Appropriate carriers for freezing oocytes are also very important. Successful vitrification occurs when samples are loaded in a minimal fluid volume and then frozen/thawed at an extremely fast rate (1500–2000°C/min). Open systems guarantee direct contact with liquid nitrogen [74, 75]: open-pulled straws, cryo-tops and cryo-loops, cryo-leafs, electron microscopy grids, and many other devices were tested in the last years [39, 46, 76, 77]. All open systems raise some concerns about the possible viral contamination of stored material, either from nitrogen or from cross-contamination among samples [73]: strategies to avoid this risk include the formulation of high-security closed devices, exposure to nitrogen vapors, and nitrogen ultraviolet (UV) sterilization [55, 78].

Although no cross-contamination between liquid nitrogen and stored oocytes has been signalled to date, closed systems may provide the safer and probably most effective vitrification procedure.
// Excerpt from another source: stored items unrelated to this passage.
//! Cache user access strings.
//!
//! An access string is a space-separated list of rules applied left to right:
//!
//! | Token            | Meaning                              |
//! |------------------|--------------------------------------|
//! | `on` / `off`     | enable or disable the user           |
//! | `~<pattern>`     | allow keys matching the glob pattern |
//! | `%R~` / `%W~` / `%RW~<pattern>` | read-only, write-only or read-write keys |
//! | `&<pattern>`     | allow pub/sub channels               |
//! | `+<command>`     | allow a command (`+client\|setname`, `+json.get`) |
//! | `-<command>`     | deny a command                       |
//! | `+@<category>`   | allow a command category             |
//! | `-@<category>`   | deny a command category              |
//! | `allkeys`, `allcommands`, `nocommands`, `allchannels` | shorthands |
//! | `resetkeys`, `resetchannels` | drop the patterns granted so far |
//!
//! Password rules (`>pw`, `<pw`, `#hash`, `nopass`) are rejected: the
//! password is always bound through the credential reference.

use rbac_core::{RbacError, RbacResult};
use serde::{Deserialize, Serialize};
use std::fmt;
use std::str::FromStr;

/// Access string applied when none is supplied: disabled, read-only on `keys*`.
pub const DEFAULT_ACCESS_STRING: &str = "off +get ~keys*";

/// Access string that grants nothing.
pub const DENY_ALL_ACCESS_STRING: &str = "off -@all";

/// A single parsed rule.
#[derive(Debug, Clone, PartialEq, Eq)]
pub enum AccessToken {
    /// `on`
    On,
    /// `off`
    Off,
    /// `~<pattern>`
    KeyPattern(String),
    /// `%R~<pattern>`
    ReadKeyPattern(String),
    /// `%W~<pattern>`
    WriteKeyPattern(String),
    /// `&<pattern>`
    ChannelPattern(String),
    /// `+<command>`
    AllowCommand(String),
    /// `-<command>`
    DenyCommand(String),
    /// `+@<category>`
    AllowCategory(String),
    /// `-@<category>`
    DenyCategory(String),
    /// `allkeys`
    AllKeys,
    /// `allcommands`
    AllCommands,
    /// `nocommands`
    NoCommands,
    /// `allchannels`
    AllChannels,
    /// `resetkeys`
    ResetKeys,
    /// `resetchannels`
    ResetChannels,
}

impl AccessToken {
    fn parse(token: &str) -> Result<Self, String> {
        match token {
            "on" => return Ok(Self::On),
            "off" => return Ok(Self::Off),
            "allkeys" => return Ok(Self::AllKeys),
            "allcommands" => return Ok(Self::AllCommands),
            "nocommands" => return Ok(Self::NoCommands),
            "allchannels" => return Ok(Self::AllChannels),
            "resetkeys" => return Ok(Self::ResetKeys),
            "resetchannels" => return Ok(Self::ResetChannels),
            "nopass" | "resetpass" => {
                return Err(format!("'{}' is not allowed; passwords come from the credential", token));
            }
            _ => {}
        }

        let mut chars = token.chars();
        let Some(sigil) = chars.next() else {
            return Err("empty rule".to_string());
        };
        let rest = chars.as_str();

        match sigil {
            '~' => pattern(rest, token).map(Self::KeyPattern),
            '%' => selector(rest, token),
            '&' => pattern(rest, token).map(Self::ChannelPattern),
            '+' | '-' => {
                let allow = sigil == '+';
                if let Some(category) = rest.strip_prefix('@') {
                    let category = name(category, token, false)?;
                    Ok(if allow { Self::AllowCategory(category) } else { Self::DenyCategory(category) })
                } else {
                    let command = name(rest, token, true)?;
                    Ok(if allow { Self::AllowCommand(command) } else { Self::DenyCommand(command) })
                }
            }
            '>' | '<' | '#' | '!' => Err(format!(
                "'{}' sets a password inline; passwords come from the credential",
                token
            )),
            _ => Err(format!("unknown rule '{}'", token)),
        }
    }
}

fn pattern(rest: &str, token: &str) -> Result<String, String> {
    if rest.is_empty() {
        return Err(format!("'{}' has an empty pattern", token));
    }
    Ok(rest.to_string())
}

fn selector(rest: &str, token: &str) -> Result<AccessToken, String> {
    let Some((permission, glob)) = rest.split_once('~') else {
        return Err(format!("'{}' is missing '~' after the key permission", token));
    };
    let glob = pattern(glob, token)?;
    match permission {
        "R" => Ok(AccessToken::ReadKeyPattern(glob)),
        "W" => Ok(AccessToken::WriteKeyPattern(glob)),
        "RW" | "WR" => Ok(AccessToken::KeyPattern(glob)),
        _ => Err(format!("'{}' has an unknown key permission '{}'", token, permission)),
    }
}

fn name(rest: &str, token: &str, is_command: bool) -> Result<String, String> {
    if rest.is_empty() {
        return Err(format!("'{}' names no command or category", token));
    }
    let valid = rest
        .chars()
        .all(|c| c.is_ascii_alphanumeric() || c == '-' || c == '_' || (is_command && (c == '|' || c == '.')));
    if !valid {
        return Err(format!("'{}' contains invalid characters", token));
    }
    Ok(rest.to_string())
}

/// A validated access string. The supplied text is kept bit-exact.
#[derive(Debug, Clone, PartialEq, Eq, Serialize, Deserialize)]
#[serde(try_from = "String", into = "String")]
pub struct AccessString {
    raw: String,
    tokens: Vec<AccessToken>,
}

impl AccessString {
    /// Parses and validates an access string.
    pub fn parse(raw: impl Into<String>) -> RbacResult<Self> {
        let raw = raw.into();
        if raw.trim().is_empty() {
            return Err(RbacError::invalid_access_string(raw, "access string is empty"));
        }

        let tokens = raw
            .split_whitespace()
            .map(AccessToken::parse)
            .collect::<Result<Vec<_>, _>>()
            .map_err(|reason| RbacError::invalid_access_string(raw.clone(), reason))?;

        Ok(Self { raw, tokens })
    }

    /// The deny-all access string.
    #[must_use]
    pub fn deny_all() -> Self {
        Self {
            raw: DENY_ALL_ACCESS_STRING.to_string(),
            tokens: vec![AccessToken::Off, AccessToken::DenyCategory("all".to_string())],
        }
    }

    /// Returns the access string exactly as supplied.
    #[must_use]
    pub fn as_str(&self) -> &str {
        &self.raw
    }

    /// Returns the parsed rules in order.
    #[must_use]
    pub fn tokens(&self) -> &[AccessToken] {
        &self.tokens
    }

    /// Whether the user ends up enabled. Users start disabled.
    #[must_use]
    pub fn is_enabled(&self) -> bool {
        self.tokens.iter().fold(false, |enabled, token| match token {
            AccessToken::On => true,
            AccessToken::Off => false,
            _ => enabled,
        })
    }

    /// Whether the user ends up enabled with every command on every key.
    #[must_use]
    pub fn is_unrestricted(&self) -> bool {
        let mut all_keys = false;
        let mut all_commands = false;
        for token in &self.tokens {
            match token {
                AccessToken::AllKeys => all_keys = true,
                AccessToken::KeyPattern(p) if p == "*" => all_keys = true,
                AccessToken::ResetKeys => all_keys = false,
                AccessToken::AllCommands => all_commands = true,
                AccessToken::AllowCategory(c) if c == "all" => all_commands = true,
                AccessToken::NoCommands => all_commands = false,
                AccessToken::DenyCategory(_) | AccessToken::DenyCommand(_) => all_commands = false,
                _ => {}
            }
        }
        self.is_enabled() && all_keys && all_commands
    }
}

impl Default for AccessString {
    fn default() -> Self {
        Self {
            raw: DEFAULT_ACCESS_STRING.to_string(),
            tokens: vec![
                AccessToken::Off,
                AccessToken::AllowCommand("get".to_string()),
                AccessToken::KeyPattern("keys*".to_string()),
            ],
        }
    }
}

impl FromStr for AccessString {
    type Err = RbacError;

    fn from_str(s: &str) -> Result<Self, Self::Err> {
        Self::parse(s)
    }
}

impl TryFrom<String> for AccessString {
    type Error = RbacError;

    fn try_from(value: String) -> Result<Self, Self::Error> {
        Self::parse(value)
    }
}

impl From<AccessString> for String {
    fn from(value: AccessString) -> Self {
        value.raw
    }
}

impl fmt::Display for AccessString {
    fn fmt(&self, f: &mut fmt::Formatter<'_>) -> fmt::Result {
        f.write_str(&self.raw)
    }
}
In particular, many carriers have been approved by FDA in the last years, and several of them are now commercially available: Cryotip (Irvine Scientific, CA, USA), high-security vitrification (HSV) straw (Cryo BioSystem, Paris, France), VitriSafe (VitriMed, Austria), Cryopette (Origio, Denmark), and Rapid-i (Vitrolife Sweden AB) [79]. DNA integrity assessed on warmed mouse oocytes is comparable in open versus closed vitrification systems; anyway, there is still an ongoing debate whether closed or open vitrification carriers provide the best results in terms of fertilization and cleavage rates [80]. On the other hand, there is wide agreement in considering vitrification an operator-dependent procedure.

Oocyte survival after vitrification reaches 90% in several reports (Table 1) [38, 42, 46, 49, 50, 54, 81]. Oocyte quality seems to be poorly affected by chilling injury: spindle repolymerization occurs within one hour after warming, suggesting that the ultrastructure of these gametes is better preserved by vitrification rather than slow freezing [82]; moreover, the metabolomic profiling of vitrified oocytes was found to be comparable to the one of fresh eggs [83, 84].

Data on the clinical use of vitrified eggs in routine IVF show that pregnancy rates can be comparable to those achieved with fresh oocytes (Table 1) [9, 54, 85]. Studies aimed to compare vitrification and slow freezing reported implantation and pregnancy rates trendly higher with vitrification, although the number of observed cases overall is still too low to draw final conclusions [42, 51, 53, 81, 86].

7. Conclusions

Cryostoring oocytes is an effective method to preserve fertility in postpubertal young women at risk of POI. In the last years, significant improvements in the clinical effectiveness of oocyte freezing/thawing techniques have been achieved using both slow freezing method and vitrification. The available trials comparing these two different approaches are still insufficient to establish the superiority of one over the other, but the growing interest of scientist and the increasing awareness of women about the possibility of storing oocytes will likely lead to the development of an optimal protocol for oocyte storage in the next few years.